#### [Task to complete]
Among the lines below, how many have the string "items" in them? Only the number is wanted.

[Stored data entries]
-=-=-
use saphyr_bind::{
    compose, load_with, tag, Construct, ErrorKind, NodeCheck, NodeKind, PathElement, Registry,
    Value,
};

#[test]
fn implicit_resolver_by_first_character() {
    let mut registry = Registry::yaml11();
    registry
        .add_implicit_resolver("!money", r"\$[0-9]+(?:\.[0-9]{2})?$", Some("$"))
        .unwrap()
        .add_constructor("!money", |ctor, node| {
            let text = ctor.construct_scalar(node)?;
            let cents = text
                .trim_start_matches('$')
                .replace('.', "")
                .parse::<i64>()
                .unwrap_or_default();
            Ok(Construct::Value(Value::Integer(cents)))
        });
    let value = load_with("[$12.50, '$3', $x]", &registry, &Default::default()).unwrap();
    assert_eq!(value.get(0), Some(Value::Integer(1250)));
    assert_eq!(value.get(1), Some(Value::from("$3")));
    assert_eq!(value.get(2), Some(Value::from("$x")));
}

#[test]
fn implicit_resolver_for_any_first_character() {
    let mut registry = Registry::core();
    registry
        .add_implicit_resolver("!word", "[a-z]+$", None)
        .unwrap();
    let document = compose("[abc, Abc, '12', 12]", &registry, &Default::default()).unwrap();
    let root = &document[document.root().unwrap()];
    let tags: Vec<&str> = root
        .items()
        .iter()
        .map(|&id| document[id].tag.as_str())
        .collect();
    assert_eq!(tags, vec!["!word", tag::STR, tag::STR, tag::INT]);
}

#[test]
fn wildcard_resolvers_come_after_the_first_character() {
    let mut registry = Registry::yaml11();
    registry
        .add_implicit_resolver("!word", "[a-z]+$", None)
        .unwrap();
    let document = compose("[yes, yup, null, nil]", &registry, &Default::default()).unwrap();
    let root = &document[document.root().unwrap()];
    let tags: Vec<&str> = root
        .items()
        .iter()
        .map(|&id| document[id].tag.as_str())
        .collect();
    assert_eq!(tags, vec![tag::BOOL, "!word", tag::NULL, "!word"]);
}

#[test]
fn invalid_implicit_resolvers() {
    let mut registry = Registry::yaml11();
    let err = registry
        .add_implicit_resolver("!x", "(unclosed", None)
        .unwrap_err();
    assert_eq!(err.kind(), ErrorKind::Resolver);
    let err = registry.add_implicit_resolver("", "x", None).unwrap_err();
    assert_eq!(err.kind(), ErrorKind::Resolver);
}

#[test]
fn path_resolver_forces_strings() {
    let mut registry = Registry::yaml11();
    registry
        .add_path_resolver(
            tag::STR,
            vec![PathElement::field("items"), PathElement::any()],
            Some(NodeKind::Scalar),
        )
        .unwrap();
    let value = load_with(
        "items: [yes, 12, [1]]\nother: [yes, 12]\n",
        &registry,
        &Default::default(),
    )
    .unwrap();
    let items = value.get("items").unwrap();
    assert_eq!(items.get(0), Some(Value::from("yes")));
    assert_eq!(items.get(1), Some(Value::from("12")));
    // Only scalars are affected.
    assert_eq!(items.get(2), Some(Value::from(vec![Value::Integer(1)])));
    let other = value.get("other").unwrap();
    assert_eq!(other.get(0), Some(Value::Boolean(true)));
    assert_eq!(other.get(1), Some(Value::Integer(12)));
}

#[test]
fn path_resolver_by_index_and_node_check() {
    let mut registry = Registry::yaml11();
    registry
        .add_path_resolver(
            "!first",
            vec![PathElement::item(0).with_node_check(NodeCheck::Kind(NodeKind::Sequence))],
            None,
        )
        .unwrap()
        .add_fallback_multi_constructor(saphyr_bind::construct_tagged);
    let value = load_with("[a, b]", &registry, &Default::default()).unwrap();
    let first = value.get(0).unwrap();
    let (tag, inner) = first.as_tagged().unwrap();
    assert_eq!(tag, "!first");
    assert_eq!(inner, &Value::from("a"));
    assert_eq!(value.get(1), Some(Value::from("b")));
}

#[test]
fn invalid_path_resolvers() {
    let mut registry = Registry::yaml11();
    let err = registry
        .add_path_resolver(
            "!x",
            vec![PathElement::field("a").with_node_check(NodeCheck::Kind(NodeKind::Sequence))],
            None,
        )
        .unwrap_err();
    assert_eq!(err.kind(), ErrorKind::Resolver);
    let err = registry
        .add_path_resolver(
            "!x",
            vec![PathElement::any().with_node_check(NodeCheck::Kind(NodeKind::Scalar))],
            None,
        )
        .unwrap_err();
    assert_eq!(err.kind(), ErrorKind::Resolver);
}

#[test]
fn explicit_tags_beat_path_resolvers() {
    let mut registry = Registry::yaml11();
    registry
        .add_path_resolver(tag::STR, vec![PathElement::any()], None)
        .unwrap();
    let value = load_with("[12, !!int '13']", &registry, &Default::default()).unwrap();
    assert_eq!(value.get(0), Some(Value::from("12")));
    assert_eq!(value.get(1), Some(Value::Integer(13)));
}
-=-=-
#### [Task output]
8